Required work:
Reproduce exactly, from the data that follows, the line with "at level α.", the line with "fn step_up(p_values: &[f64], penalty: f64)", and every line that lies between them.
:: Provided data ::
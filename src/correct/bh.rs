//! Benjamini-Hochberg and Benjamini-Yekutieli false discovery rate correction.

/// Apply Benjamini-Hochberg FDR correction.
///
/// The BH procedure controls the false discovery rate (FDR) at level α.
/// For each p-value, the adjusted p-value (q-value) is calculated as:
/// q[i] = min(p[i] * n / rank[i], q[i+1])
///
/// Undefined (NaN) p-values do not count as tests and map to NaN.
///
/// # Arguments
/// * `p_values` - Raw p-values
///
/// # Returns
/// Adjusted p-values in the input order.
pub fn correct_bh(p_values: &[f64]) -> Vec<f64> {
    step_up(p_values, 1.0)
}

/// Apply Benjamini-Yekutieli FDR correction.
///
/// Like BH but valid under arbitrary dependence: every adjusted value is
/// further multiplied by the harmonic sum c(n) = Σ 1/i.
pub fn correct_by(p_values: &[f64]) -> Vec<f64> {
    let n = p_values.iter().filter(|p| !p.is_nan()).count();
    let c_n: f64 = (1..=n).map(|i| 1.0 / i as f64).sum();
    step_up(p_values, c_n.max(1.0))
}

fn step_up(p_values: &[f64], penalty: f64) -> Vec<f64> {
    let mut q_values = vec![f64::NAN; p_values.len()];

    // Create sorted index of defined p-values
    let mut indices: Vec<usize> = (0..p_values.len())
        .filter(|&i| !p_values[i].is_nan())
        .collect();
    let n = indices.len();
    if n == 0 {
        return q_values;
    }
    indices.sort_by(|&a, &b| p_values[a].total_cmp(&p_values[b]));

    let n_f64 = n as f64;
    let mut q_sorted = vec![0.0; n];

    // Start from largest p-value
    q_sorted[n - 1] = (p_values[indices[n - 1]] * penalty).min(1.0);

    // Work backwards
    for i in (0..n - 1).rev() {
        let rank = i + 1;
        let adjusted = p_values[indices[i]] * penalty * n_f64 / rank as f64;
        q_sorted[i] = adjusted.min(q_sorted[i + 1]).min(1.0);
    }

    // Restore original order
    for (i, &orig_idx) in indices.iter().enumerate() {
        q_values[orig_idx] = q_sorted[i];
    }
    q_values
}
:::
Answer to the exercise:
/// The BH procedure controls the false discovery rate (FDR) at level α.
/// For each p-value, the adjusted p-value (q-value) is calculated as:
/// q[i] = min(p[i] * n / rank[i], q[i+1])
///
/// Undefined (NaN) p-values do not count as tests and map to NaN.
///
/// # Arguments
/// * `p_values` - Raw p-values
///
/// # Returns
/// Adjusted p-values in the input order.
pub fn correct_bh(p_values: &[f64]) -> Vec<f64> {
    step_up(p_values, 1.0)
}

/// Apply Benjamini-Yekutieli FDR correction.
///
/// Like BH but valid under arbitrary dependence: every adjusted value is
/// further multiplied by the harmonic sum c(n) = Σ 1/i.
pub fn correct_by(p_values: &[f64]) -> Vec<f64> {
    let n = p_values.iter().filter(|p| !p.is_nan()).count();
    let c_n: f64 = (1..=n).map(|i| 1.0 / i as f64).sum();
    step_up(p_values, c_n.max(1.0))
}

fn step_up(p_values: &[f64], penalty: f64) -> Vec<f64> {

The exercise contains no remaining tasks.